(Provided entries Opens)

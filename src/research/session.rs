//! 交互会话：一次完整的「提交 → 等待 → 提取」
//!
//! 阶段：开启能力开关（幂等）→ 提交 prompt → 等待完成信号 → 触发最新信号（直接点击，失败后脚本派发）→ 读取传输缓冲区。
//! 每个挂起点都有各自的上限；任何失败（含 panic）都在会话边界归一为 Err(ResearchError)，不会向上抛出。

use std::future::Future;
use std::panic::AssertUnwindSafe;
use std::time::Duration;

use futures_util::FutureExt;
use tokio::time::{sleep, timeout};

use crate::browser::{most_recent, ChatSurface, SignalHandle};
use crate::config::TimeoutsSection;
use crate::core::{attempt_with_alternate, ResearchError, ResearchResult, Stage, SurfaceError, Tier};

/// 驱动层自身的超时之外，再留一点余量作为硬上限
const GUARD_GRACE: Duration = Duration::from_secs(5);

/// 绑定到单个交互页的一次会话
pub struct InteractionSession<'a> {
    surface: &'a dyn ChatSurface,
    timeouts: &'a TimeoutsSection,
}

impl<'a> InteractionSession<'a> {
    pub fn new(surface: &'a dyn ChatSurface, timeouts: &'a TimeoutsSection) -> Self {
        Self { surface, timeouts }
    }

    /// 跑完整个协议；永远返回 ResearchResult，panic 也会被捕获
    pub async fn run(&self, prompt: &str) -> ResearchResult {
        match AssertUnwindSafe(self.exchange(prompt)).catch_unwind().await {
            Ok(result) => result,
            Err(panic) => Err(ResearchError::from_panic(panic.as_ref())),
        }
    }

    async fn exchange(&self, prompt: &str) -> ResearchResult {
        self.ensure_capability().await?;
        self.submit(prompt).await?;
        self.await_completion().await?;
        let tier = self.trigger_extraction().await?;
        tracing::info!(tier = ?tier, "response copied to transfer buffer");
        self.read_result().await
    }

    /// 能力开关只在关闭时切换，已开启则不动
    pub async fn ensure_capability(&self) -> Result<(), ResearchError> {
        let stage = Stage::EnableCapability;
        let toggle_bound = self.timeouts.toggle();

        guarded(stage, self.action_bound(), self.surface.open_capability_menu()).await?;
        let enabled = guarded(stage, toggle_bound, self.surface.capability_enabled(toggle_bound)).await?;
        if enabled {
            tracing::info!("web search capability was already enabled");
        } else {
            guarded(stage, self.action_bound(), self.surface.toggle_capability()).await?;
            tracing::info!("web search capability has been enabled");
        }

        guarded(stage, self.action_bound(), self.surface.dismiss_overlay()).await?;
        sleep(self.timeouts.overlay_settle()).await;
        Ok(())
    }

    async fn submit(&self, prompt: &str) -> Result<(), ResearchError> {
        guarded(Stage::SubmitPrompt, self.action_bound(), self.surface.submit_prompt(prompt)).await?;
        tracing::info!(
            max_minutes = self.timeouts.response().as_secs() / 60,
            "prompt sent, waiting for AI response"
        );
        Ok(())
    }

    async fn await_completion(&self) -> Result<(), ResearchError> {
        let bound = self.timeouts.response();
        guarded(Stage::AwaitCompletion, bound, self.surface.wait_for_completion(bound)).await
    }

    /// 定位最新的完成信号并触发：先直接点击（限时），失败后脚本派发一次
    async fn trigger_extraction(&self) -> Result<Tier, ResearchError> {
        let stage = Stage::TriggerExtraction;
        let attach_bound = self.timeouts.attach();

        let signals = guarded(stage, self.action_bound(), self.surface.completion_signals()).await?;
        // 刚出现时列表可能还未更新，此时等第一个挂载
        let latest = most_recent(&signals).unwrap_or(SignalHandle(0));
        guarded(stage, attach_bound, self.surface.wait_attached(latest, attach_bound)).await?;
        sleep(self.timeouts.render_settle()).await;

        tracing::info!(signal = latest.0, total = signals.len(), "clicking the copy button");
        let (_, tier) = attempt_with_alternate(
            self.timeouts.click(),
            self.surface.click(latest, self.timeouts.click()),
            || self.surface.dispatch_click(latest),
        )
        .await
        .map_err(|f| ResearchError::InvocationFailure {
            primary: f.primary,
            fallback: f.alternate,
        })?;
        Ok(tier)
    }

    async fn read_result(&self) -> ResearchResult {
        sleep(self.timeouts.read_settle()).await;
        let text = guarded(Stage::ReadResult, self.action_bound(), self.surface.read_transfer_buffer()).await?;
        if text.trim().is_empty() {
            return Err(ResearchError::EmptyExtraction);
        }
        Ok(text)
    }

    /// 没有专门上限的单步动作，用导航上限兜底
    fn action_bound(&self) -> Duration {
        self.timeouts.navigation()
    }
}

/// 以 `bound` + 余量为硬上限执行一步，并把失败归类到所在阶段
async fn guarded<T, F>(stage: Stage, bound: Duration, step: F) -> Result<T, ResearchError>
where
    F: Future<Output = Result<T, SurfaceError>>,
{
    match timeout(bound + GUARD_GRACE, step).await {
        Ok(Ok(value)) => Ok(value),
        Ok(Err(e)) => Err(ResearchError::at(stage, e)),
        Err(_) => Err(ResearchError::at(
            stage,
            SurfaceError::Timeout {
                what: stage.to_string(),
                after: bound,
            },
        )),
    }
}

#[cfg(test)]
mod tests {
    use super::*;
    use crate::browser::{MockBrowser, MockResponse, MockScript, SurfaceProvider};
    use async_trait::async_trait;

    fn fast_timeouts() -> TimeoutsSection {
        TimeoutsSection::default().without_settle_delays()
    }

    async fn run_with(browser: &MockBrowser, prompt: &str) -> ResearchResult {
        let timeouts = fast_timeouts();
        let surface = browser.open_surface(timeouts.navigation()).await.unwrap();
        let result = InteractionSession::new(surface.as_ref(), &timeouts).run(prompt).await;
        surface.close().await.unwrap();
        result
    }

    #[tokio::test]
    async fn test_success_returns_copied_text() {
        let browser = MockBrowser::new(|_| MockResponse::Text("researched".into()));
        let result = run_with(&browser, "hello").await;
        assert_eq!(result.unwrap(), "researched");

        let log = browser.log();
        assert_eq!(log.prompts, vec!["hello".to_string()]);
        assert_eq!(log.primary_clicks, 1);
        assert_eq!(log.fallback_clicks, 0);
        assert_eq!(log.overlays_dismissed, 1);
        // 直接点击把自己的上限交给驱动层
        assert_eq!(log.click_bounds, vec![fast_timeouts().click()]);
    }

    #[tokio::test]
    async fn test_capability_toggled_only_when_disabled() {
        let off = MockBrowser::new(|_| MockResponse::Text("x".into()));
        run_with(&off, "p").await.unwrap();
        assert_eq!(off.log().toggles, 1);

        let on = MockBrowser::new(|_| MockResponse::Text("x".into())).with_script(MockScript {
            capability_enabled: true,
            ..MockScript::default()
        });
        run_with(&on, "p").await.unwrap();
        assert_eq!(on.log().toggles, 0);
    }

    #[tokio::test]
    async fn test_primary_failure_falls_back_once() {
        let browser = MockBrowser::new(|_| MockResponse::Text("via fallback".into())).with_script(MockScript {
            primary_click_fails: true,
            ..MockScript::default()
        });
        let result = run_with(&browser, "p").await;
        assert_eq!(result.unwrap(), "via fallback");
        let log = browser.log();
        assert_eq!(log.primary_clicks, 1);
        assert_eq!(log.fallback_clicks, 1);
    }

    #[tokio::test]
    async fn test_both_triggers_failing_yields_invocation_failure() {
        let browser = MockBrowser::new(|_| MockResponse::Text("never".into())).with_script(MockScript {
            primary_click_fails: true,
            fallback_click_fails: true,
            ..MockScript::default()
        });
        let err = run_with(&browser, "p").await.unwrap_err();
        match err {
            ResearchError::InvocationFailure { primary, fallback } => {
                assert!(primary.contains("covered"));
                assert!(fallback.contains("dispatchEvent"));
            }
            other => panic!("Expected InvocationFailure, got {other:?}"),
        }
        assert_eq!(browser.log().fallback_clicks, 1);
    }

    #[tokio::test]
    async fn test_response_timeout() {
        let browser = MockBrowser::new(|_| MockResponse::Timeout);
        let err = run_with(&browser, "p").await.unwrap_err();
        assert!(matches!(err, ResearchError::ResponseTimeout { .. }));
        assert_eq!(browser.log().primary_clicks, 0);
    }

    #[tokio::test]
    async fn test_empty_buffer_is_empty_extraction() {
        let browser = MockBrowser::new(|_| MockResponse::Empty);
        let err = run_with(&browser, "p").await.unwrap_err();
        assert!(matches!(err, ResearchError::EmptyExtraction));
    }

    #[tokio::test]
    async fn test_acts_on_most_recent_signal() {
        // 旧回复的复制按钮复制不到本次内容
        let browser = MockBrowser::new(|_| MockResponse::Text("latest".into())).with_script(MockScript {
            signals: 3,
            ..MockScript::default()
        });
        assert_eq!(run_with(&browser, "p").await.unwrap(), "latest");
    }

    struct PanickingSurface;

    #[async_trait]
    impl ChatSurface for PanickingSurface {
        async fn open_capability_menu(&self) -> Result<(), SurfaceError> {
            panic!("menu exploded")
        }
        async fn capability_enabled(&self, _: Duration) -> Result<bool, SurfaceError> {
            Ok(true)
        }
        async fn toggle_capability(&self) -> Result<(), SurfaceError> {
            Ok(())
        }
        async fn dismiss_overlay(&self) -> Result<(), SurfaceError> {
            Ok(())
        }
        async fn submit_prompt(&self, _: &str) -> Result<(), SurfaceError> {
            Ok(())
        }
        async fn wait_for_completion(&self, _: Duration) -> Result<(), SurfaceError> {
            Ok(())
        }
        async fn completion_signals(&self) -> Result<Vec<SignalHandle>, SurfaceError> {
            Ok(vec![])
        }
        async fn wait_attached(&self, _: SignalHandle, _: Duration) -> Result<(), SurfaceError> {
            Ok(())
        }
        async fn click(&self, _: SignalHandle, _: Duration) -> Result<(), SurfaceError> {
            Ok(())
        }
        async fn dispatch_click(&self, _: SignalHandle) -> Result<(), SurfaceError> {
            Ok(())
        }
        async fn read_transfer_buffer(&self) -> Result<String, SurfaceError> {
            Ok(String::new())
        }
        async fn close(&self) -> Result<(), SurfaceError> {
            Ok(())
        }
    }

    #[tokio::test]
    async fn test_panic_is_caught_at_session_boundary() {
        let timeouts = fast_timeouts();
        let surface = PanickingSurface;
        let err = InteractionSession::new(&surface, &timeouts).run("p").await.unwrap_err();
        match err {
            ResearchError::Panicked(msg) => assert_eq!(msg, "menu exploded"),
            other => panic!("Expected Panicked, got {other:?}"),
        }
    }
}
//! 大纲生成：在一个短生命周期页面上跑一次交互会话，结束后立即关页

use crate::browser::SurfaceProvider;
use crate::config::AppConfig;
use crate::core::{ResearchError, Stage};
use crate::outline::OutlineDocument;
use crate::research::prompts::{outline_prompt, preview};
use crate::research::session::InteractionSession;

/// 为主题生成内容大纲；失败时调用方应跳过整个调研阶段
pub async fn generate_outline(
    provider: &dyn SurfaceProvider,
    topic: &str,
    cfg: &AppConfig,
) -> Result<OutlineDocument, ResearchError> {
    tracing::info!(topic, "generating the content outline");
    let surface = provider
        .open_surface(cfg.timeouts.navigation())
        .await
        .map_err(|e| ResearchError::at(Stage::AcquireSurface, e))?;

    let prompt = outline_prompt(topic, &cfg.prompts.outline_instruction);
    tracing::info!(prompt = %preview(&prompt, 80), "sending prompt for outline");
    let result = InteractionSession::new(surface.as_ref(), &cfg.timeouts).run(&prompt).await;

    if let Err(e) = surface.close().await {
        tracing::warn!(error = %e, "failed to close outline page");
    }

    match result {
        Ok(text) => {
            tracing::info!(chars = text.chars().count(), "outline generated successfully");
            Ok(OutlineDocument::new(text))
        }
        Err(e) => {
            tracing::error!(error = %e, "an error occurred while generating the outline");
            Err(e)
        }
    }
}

(Provided entries Closes)

**Problem details:** Copy each line of the preceding data that contains the string "TimeoutsSection".

**Your response:**
use crate::config::TimeoutsSection;
    timeouts: &'a TimeoutsSection,
    pub fn new(surface: &'a dyn ChatSurface, timeouts: &'a TimeoutsSection) -> Self {
    fn fast_timeouts() -> TimeoutsSection {
        TimeoutsSection::default().without_settle_delays()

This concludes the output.